## [About this exercise]
All lines below containing the string "Clone" are to be copied.

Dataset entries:
--

// Copyright Materialize, Inc. and contributors. All rights reserved.
//
// Use of this software is governed by the Business Source License
// included in the LICENSE file.
//
// As of the Change Date specified in that file, in accordance with
// the Business Source License, use of this software will be governed
// by the Apache License, Version 2.0.

//! LocalVolumeMigrate custom resource, which asks the controller to move a
//! volume replica off a node.

use std::collections::BTreeMap;

use chrono::{DateTime, Utc};
use kube::{CustomResource, ResourceExt};
use schemars::JsonSchema;
use serde::{Deserialize, Serialize};

use crate::crd::{OperationState, state_label};
use crate::kind::OperationObject;

pub mod v1alpha1 {
    use super::*;

    #[derive(CustomResource, Clone, Debug, Default, Deserialize, Serialize, JsonSchema)]
    #[serde(rename_all = "camelCase")]
    #[kube(
        group = "hwameistor.io",
        version = "v1alpha1",
        kind = "LocalVolumeMigrate",
        singular = "localvolumemigrate",
        plural = "localvolumemigrates",
        shortname = "lvmigrate",
        status = "LocalVolumeMigrateStatus",
        printcolumn = r#"{"name": "Volume", "type": "string", "jsonPath": ".spec.volumeName"}"#,
        printcolumn = r#"{"name": "Source", "type": "string", "jsonPath": ".spec.sourceNode"}"#,
        printcolumn = r#"{"name": "Target", "type": "string", "jsonPath": ".status.targetNode"}"#,
        printcolumn = r#"{"name": "State", "type": "string", "jsonPath": ".status.state"}"#
    )]
    pub struct LocalVolumeMigrateSpec {
        /// The volume to migrate.
        pub volume_name: String,
        /// The node the replica is moved away from.
        pub source_node: String,
        /// Candidate destinations. The controller picks one, or any
        /// schedulable node if this is empty.
        #[serde(default)]
        pub target_nodes_suggested: Vec<String>,
        /// Migrate every volume in the same volume group along with this one.
        #[serde(default)]
        pub migrate_all_vols: bool,
        #[serde(default)]
        pub abort: bool,
    }

    #[derive(Clone, Debug, Default, Deserialize, Serialize, JsonSchema, PartialEq)]
    #[serde(rename_all = "camelCase")]
    pub struct LocalVolumeMigrateStatus {
        /// The node chosen by the controller.
        pub target_node: Option<String>,
        pub original_replica_number: Option<i64>,
        pub state: Option<OperationState>,
        pub message: Option<String>,
    }
}

use v1alpha1::LocalVolumeMigrate;

impl LocalVolumeMigrate {
    pub fn source_node(&self) -> &str {
        &self.spec.source_node
    }

    /// The destination node, or the empty string until the controller has
    /// chosen one.
    pub fn target_node(&self) -> &str {
        self.status
            .as_ref()
            .and_then(|s| s.target_node.as_deref())
            .unwrap_or_default()
    }
}

impl OperationObject for LocalVolumeMigrate {
    fn volume_name(&self) -> &str {
        &self.spec.volume_name
    }

    fn creation_time(&self) -> Option<DateTime<Utc>> {
        self.metadata.creation_timestamp.as_ref().map(|t| t.0)
    }

    fn status(&self) -> String {
        state_label(self.status.as_ref().and_then(|s| s.state.as_ref()))
    }

    fn selector_labels(&self) -> &BTreeMap<String, String> {
        ResourceExt::labels(self)
    }
}
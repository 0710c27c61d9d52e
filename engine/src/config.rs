use std::path::Path;

use anyhow::{Context, Result};
use serde::{Deserialize, Serialize};

use crate::{DEFAULT_SPEED, FOV_RADIUS};

/// Dungeon generation and creature parameters.
///
/// Loaded from an IDM file, omitted fields keep their defaults.
#[derive(Clone, Debug, PartialEq, Serialize, Deserialize)]
#[serde(default, rename_all = "kebab-case")]
pub struct Config {
    pub level_width: i32,
    pub level_height: i32,
    pub num_levels: usize,
    pub goblins_per_level: usize,
    pub trinkets_per_level: usize,
    pub fov_radius: i32,
    /// Chance of a floor tile becoming a stone pillar.
    pub pillar_density: f32,
    pub player_speed: i32,
    pub goblin_speed: i32,
}

impl Default for Config {
    fn default() -> Self {
        Config {
            level_width: 40,
            level_height: 25,
            num_levels: 3,
            goblins_per_level: 4,
            trinkets_per_level: 2,
            fov_radius: FOV_RADIUS,
            pillar_density: 0.05,
            player_speed: DEFAULT_SPEED,
            goblin_speed: DEFAULT_SPEED,
        }
    }
}

impl Config {
    pub fn parse(text: &str) -> Result<Self> {
        let ret: Config =
            idm::from_str(text).map_err(|e| anyhow::anyhow!("{e}"))?;
        ret.check()?;
        Ok(ret)
    }

    pub fn load(path: impl AsRef<Path>) -> Result<Self> {
        let path = path.as_ref();
        let text = std::fs::read_to_string(path)
            .with_context(|| format!("reading {}", path.display()))?;
        Config::parse(&text).with_context(|| format!("parsing {}", path.display()))
    }

    fn check(&self) -> Result<()> {
        // Room for the border walls and some floor.
        if self.level_width < 4 || self.level_height < 4 {
            anyhow::bail!(
                "level size {}x{} is too small",
                self.level_width,
                self.level_height
            );
        }
        if self.num_levels == 0 {
            anyhow::bail!("dungeon needs at least one level");
        }
        if self.fov_radius < 0 {
            anyhow::bail!("negative vision radius {}", self.fov_radius);
        }
        if !(0.0..1.0).contains(&self.pillar_density) {
            anyhow::bail!("pillar density {} not in [0, 1)", self.pillar_density);
        }
        if self.player_speed <= 0 || self.goblin_speed <= 0 {
            anyhow::bail!("speeds must be positive");
        }
        Ok(())
    }
}
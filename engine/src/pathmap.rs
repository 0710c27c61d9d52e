use std::collections::VecDeque;

use util::{Array2d, Grid};

use crate::prelude::*;

/// Distance value for cells the fill never reached.
pub const UNREACHABLE: u8 = 255;

/// Greatest distance a reached cell can have, farther cells saturate here.
const MAX_DISTANCE: u8 = UNREACHABLE - 1;

/// Breadth-first distance field flowing towards a target cell.
///
/// Steps are 8-directional and every step costs one. The target cell has
/// distance zero even though it is usually occupied by whoever is being
/// pursued.
#[derive(Clone, Debug)]
pub struct Pathmap {
    distances: Array2d<u8>,
    target: IVec2,
    reaches_target: bool,
}

impl Pathmap {
    /// Allocate an empty map, reporting allocation failure.
    pub fn try_new(grid: Grid) -> Result<Self, crate::Error> {
        Ok(Pathmap {
            distances: Array2d::try_new(grid, UNREACHABLE)?,
            target: Default::default(),
            reaches_target: false,
        })
    }

    pub fn target(&self) -> IVec2 {
        self.target
    }

    /// Whether the fill got out of the target cell at all.
    pub fn reaches_target(&self) -> bool {
        self.reaches_target
    }

    /// Raw distance lookup, `UNREACHABLE` for unreached and out of bounds
    /// cells.
    pub fn distance_at(&self, p: IVec2) -> u8 {
        self.distances.get(p).copied().unwrap_or(UNREACHABLE)
    }

    /// Refill the map from a new target.
    pub fn update(
        &mut self,
        target: IVec2,
        mut travelable: impl FnMut(IVec2) -> bool,
    ) {
        self.target = target;
        self.reaches_target = false;
        self.distances.fill(UNREACHABLE);

        let Some(d) = self.distances.get_mut(target) else {
            return;
        };
        *d = 0;

        let mut edge = VecDeque::from([target]);
        while let Some(p) = edge.pop_front() {
            let dist = self.distances[p].saturating_add(1).min(MAX_DISTANCE);
            for dir in DIR_8 {
                let q = p + dir;
                if q == target {
                    self.reaches_target = true;
                    continue;
                }
                if self.distance_at(q) != UNREACHABLE
                    || !self.distances.contains(q)
                    || !travelable(q)
                {
                    continue;
                }
                self.distances[q] = dist;
                edge.push_back(q);
            }
        }
    }

    /// Direction of the best step from `from` towards the target.
    ///
    /// Stepping straight onto the target always wins. Otherwise the
    /// travelable neighbor with the smallest distance is picked, with
    /// diagonals tried before the cardinal directions so ties favor
    /// diagonal moves. Staying put is never suggested.
    pub fn next_direction(
        &self,
        from: IVec2,
        mut travelable: impl FnMut(IVec2) -> bool,
    ) -> Option<IVec2> {
        let mut best: Option<(u8, IVec2)> = None;
        for dir in DIAGONALS.into_iter().chain(DIR_4) {
            let q = from + dir;
            if q == self.target {
                return Some(dir);
            }
            let dist = self.distance_at(q);
            if dist == UNREACHABLE || !travelable(q) {
                continue;
            }
            if best.map_or(true, |(d, _)| dist < d) {
                best = Some((dist, dir));
            }
        }
        best.map(|(_, dir)| dir)
    }
}

#[cfg(test)]
mod test {
    use util::{dijkstra_map, AsciiMap};

    use super::*;

    fn open(map: &AsciiMap) -> impl Fn(IVec2) -> bool + '_ {
        |p| matches!(map.get(p), Some(c) if c != '#')
    }

    #[test]
    fn walks_towards_target() {
        let map = AsciiMap::from_fn(ivec2(10, 10), |_| '.');
        let mut pathmap = Pathmap::try_new(Grid::new(10, 10)).unwrap();
        pathmap.update(ivec2(5, 5), open(&map));
        assert!(pathmap.reaches_target());
        assert_eq!(pathmap.distance_at(ivec2(0, 0)), 5);
        assert_eq!(pathmap.distance_at(ivec2(5, 5)), 0);

        let mut pos = ivec2(0, 0);
        for _ in 0..4 {
            let dir = pathmap.next_direction(pos, open(&map)).unwrap();
            assert_eq!(dir, ivec2(1, 1));
            pos += dir;
        }
        assert_eq!(pos, ivec2(4, 4));
        assert_eq!(pathmap.next_direction(pos, open(&map)), Some(ivec2(1, 1)));
    }

    #[test]
    fn matches_breadth_first_distances() {
        let map = AsciiMap::new(
            "
            ##########
            #...#....#
            #.#.#.##.#
            #.#...#..#
            #.#####.##
            #........#
            ##########",
        );
        let target = ivec2(8, 1);
        let mut pathmap = Pathmap::try_new(Grid::new(10, 7)).unwrap();
        pathmap.update(target, open(&map));

        let reference: HashMap<IVec2, usize> = dijkstra_map(
            |&p| {
                DIR_8
                    .into_iter()
                    .map(move |d| p + d)
                    .filter(|&q| open(&map)(q))
                    .collect::<Vec<_>>()
            },
            [target],
        )
        .collect();

        for (p, c) in map.iter() {
            match reference.get(&p) {
                Some(&d) => assert_eq!(pathmap.distance_at(p) as usize, d),
                None => {
                    assert_eq!(c, '#');
                    assert_eq!(pathmap.distance_at(p), UNREACHABLE);
                }
            }
        }
    }

    #[test]
    fn unreachable_target() {
        let map = AsciiMap::new(
            "
            .....
            .###.
            .#.#.
            .###.
            .....",
        );
        let mut pathmap = Pathmap::try_new(Grid::new(5, 5)).unwrap();
        pathmap.update(ivec2(2, 2), open(&map));
        assert!(!pathmap.reaches_target());
        assert_eq!(pathmap.distance_at(ivec2(0, 0)), UNREACHABLE);
        assert_eq!(pathmap.next_direction(ivec2(0, 0), open(&map)), None);
    }

    #[test]
    fn target_in_a_corner() {
        let map = AsciiMap::from_fn(ivec2(4, 4), |_| '.');
        let mut pathmap = Pathmap::try_new(Grid::new(4, 4)).unwrap();
        pathmap.update(ivec2(0, 0), open(&map));
        assert!(pathmap.reaches_target());
        assert_eq!(pathmap.distance_at(ivec2(3, 3)), 3);
        assert_eq!(pathmap.distance_at(ivec2(-1, 0)), UNREACHABLE);
        // Adjacent to target, step right in.
        assert_eq!(
            pathmap.next_direction(ivec2(1, 0), open(&map)),
            Some(ivec2(-1, 0))
        );
    }

    #[test]
    fn ties_prefer_diagonals() {
        let map = AsciiMap::from_fn(ivec2(7, 3), |_| '.');
        let mut pathmap = Pathmap::try_new(Grid::new(7, 3)).unwrap();
        pathmap.update(ivec2(6, 1), open(&map));
        // East, northeast and southeast are all one step closer.
        assert_eq!(
            pathmap.next_direction(ivec2(2, 1), open(&map)),
            Some(ivec2(1, -1))
        );
    }
}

--

## [Result for this task]
    #[derive(CustomResource, Clone, Debug, Default, Deserialize, Serialize, JsonSchema)]
    #[derive(Clone, Debug, Default, Deserialize, Serialize, JsonSchema, PartialEq)]
#[derive(Clone, Debug, PartialEq, Serialize, Deserialize)]
#[derive(Clone, Debug)]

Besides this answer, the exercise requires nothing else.